Ask yourself this when gathering ingredients for a spell:
- Does it need to be buried? Does it really? Are you sure? There isn’t some other way to solve the problem?
- Is this a short term spell? Maybe burying it in a potted plant is better.
- Does it need to be liquid? You can soak herbs in vinegar, hot sauce, protection oils, water, etc. without needing to fill a jar. It might even be easier to soak said herbs then leave them for the spell’s target to stumble upon. Hell, you could even spritz some vinegar/water/oil/etc on it and it would probably work (depending on your paradigm and all that).
- Does the spell need to be contained? Sometimes spells don’t need to be contained. Sometimes you need them to leech into the soil, earth, and world. If it doesn’t need to be contained, perhaps you should try putting it in a paper bag or a “biodegradable” bottle (most of these aren’t fully biodegradable and don’t do it in five years as advertised so keep that in mind) Jars contain things. Why would you put something in a jar if you want it to get out?
- Is it a funeral? A lot of the time I see “bury this” spells is because you’re suppose to be given it a funeral. If you aren’t doing that, then you may want to rethink burying it.
- Is it a secret? I don’t bury my protection witch jars. Instead, I hang them up. I put them on display. I let the world know this place is protected. Besides, it also serves as decoration. (Obviously, if you’re in the closet or the spell has a secret purpose, this isn’t an option).

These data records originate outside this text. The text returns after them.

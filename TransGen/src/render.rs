//! Transition XML rendering
//!
//! Serializes resolved transition records into the Landscaper transition
//! document:
//!
//! ```xml
//! <TransInfos>
//!     <TransInfo Description="Dirt2Grass" HashKey="0510">
//!         <MapTiles>
//!             <MapTile TileID="42" AltIDMod="0"/>
//!         </MapTiles>
//!         <StaticTiles/>
//!     </TransInfo>
//! </TransInfos>
//! ```

use quick_xml::Writer;
use quick_xml::events::{BytesDecl, BytesEnd, BytesStart, Event};

use crate::error::{Error, Result};
use crate::transitions::{TileRecord, TransitionRecord};

/// Name of the built-in transition document template.
pub const DEFAULT_TEMPLATE: &str = "template.xml";

/// Data handed to a template.
#[derive(Debug, Clone, Copy)]
pub struct RenderContext<'a> {
    /// Resolved records in resolution order.
    pub trans_infos: &'a [TransitionRecord],
}

/// Templates known to the renderer.
#[derive(Debug, Clone, Copy, PartialEq, Eq)]
enum Template {
    Transitions,
}

impl Template {
    fn from_name(name: &str) -> Option<Self> {
        match name {
            DEFAULT_TEMPLATE => Some(Self::Transitions),
            _ => None,
        }
    }
}

/// Renders transition documents by template name.
#[derive(Debug, Clone)]
pub struct XmlRenderer {
    indent_char: u8,
    indent_size: usize,
}

impl Default for XmlRenderer {
    fn default() -> Self {
        Self {
            indent_char: b' ',
            indent_size: 4,
        }
    }
}

impl XmlRenderer {
    /// Renderer with four-space indentation.
    #[must_use]
    pub fn new() -> Self {
        Self::default()
    }

    /// Whether `name` refers to a known template.
    #[must_use]
    pub fn has_template(&self, name: &str) -> bool {
        Template::from_name(name).is_some()
    }

    /// Render the named template with the given context.
    ///
    /// # Errors
    /// Returns [`Error::TemplateNotFound`] for unknown templates and
    /// [`Error::Render`] if serialization fails.
    pub fn render(&self, template_name: &str, context: &RenderContext<'_>) -> Result<String> {
        let template = Template::from_name(template_name).ok_or_else(|| {
            tracing::error!("Template '{}' not found", template_name);
            Error::TemplateNotFound(template_name.to_string())
        })?;

        let rendered = match template {
            Template::Transitions => self.render_transitions(context.trans_infos),
        };

        rendered.map_err(|e| {
            tracing::error!("Error rendering template '{}': {}", template_name, e);
            Error::Render {
                template: template_name.to_string(),
                message: e.to_string(),
            }
        })
    }

    fn render_transitions(
        &self,
        trans_infos: &[TransitionRecord],
    ) -> std::result::Result<String, RenderFailure> {
        let mut output = Vec::new();
        let mut writer = Writer::new_with_indent(&mut output, self.indent_char, self.indent_size);

        writer.write_event(Event::Decl(BytesDecl::new("1.0", Some("utf-8"), None)))?;
        writer.write_event(Event::Start(BytesStart::new("TransInfos")))?;

        for info in trans_infos {
            let mut start = BytesStart::new("TransInfo");
            start.push_attribute(("Description", info.description.as_str()));
            start.push_attribute(("HashKey", info.hashkey.as_str()));
            writer.write_event(Event::Start(start.borrow()))?;

            write_tiles(&mut writer, "MapTiles", "MapTile", &info.map_tiles)?;
            write_tiles(&mut writer, "StaticTiles", "StaticTile", &info.static_tiles)?;

            writer.write_event(Event::End(BytesEnd::new("TransInfo")))?;
        }

        writer.write_event(Event::End(BytesEnd::new("TransInfos")))?;

        let mut xml = String::from_utf8(output)?;
        xml.push('\n');
        Ok(xml)
    }
}

fn write_tiles<W: std::io::Write>(
    writer: &mut Writer<W>,
    container: &str,
    element: &str,
    tiles: &[TileRecord],
) -> std::result::Result<(), RenderFailure> {
    if tiles.is_empty() {
        writer.write_event(Event::Empty(BytesStart::new(container)))?;
        return Ok(());
    }

    writer.write_event(Event::Start(BytesStart::new(container)))?;
    for tile in tiles {
        let mut tag = BytesStart::new(element);
        tag.push_attribute(("TileID", tile.tile_id.as_str()));
        tag.push_attribute(("AltIDMod", tile.alt_id_mod.as_str()));
        writer.write_event(Event::Empty(tag))?;
    }
    writer.write_event(Event::End(BytesEnd::new(container)))?;
    Ok(())
}

/// Internal failure while writing a document.
#[derive(Debug, thiserror::Error)]
enum RenderFailure {
    #[error(transparent)]
    Xml(#[from] quick_xml::Error),
    #[error(transparent)]
    Utf8(#[from] std::string::FromUtf8Error),
}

- Will some other container make do? I paper bag half my “bury this” spells. Especially if they don’t contain liquid. And the ones that do sometimes don’t need that much liquid. Instead of shaking the jar, I’ll shake and squish the bag instead.
- Can you reuse the jar? One your spell has gone off, are you willing to dig up the jar and use it again? I’m not talking about the ingredients. I would bury the organics and bring the inorganics to a recycling station or dump. I’m talking about the jar itself. This comes down to personal belief and practice. I go either way on it personally but to each their own.
- Does it need to be sealed? Many witches seal their jars in wax. Why not make a container of wax instead? Or seal a paper bag or whatever. It’s still sealed and yet you’re not burying glass.
- Does it actually need a jar? Many jar spells don’t need to be jar spells. It’s for convenience. You can pour hot sauce or vinegar over paper to curse someone. You don’t always need to stick it in a jar.
I’m not talking about just curses. This applies to ALL spells. And sure, I still make spell jars. It’s easy to make a jar. It’s harder to deal with a spell when it’s messy and everywhere. And I’m not saying everyone should suddenly not use jars. But I hope this little spiel has given at least one person a second’s pause before they reach for that glass jar and consider an alternative.
In the end, this is going to come down to personal practice, personal belief, and convenience. Do what you do and I’ll do what I do.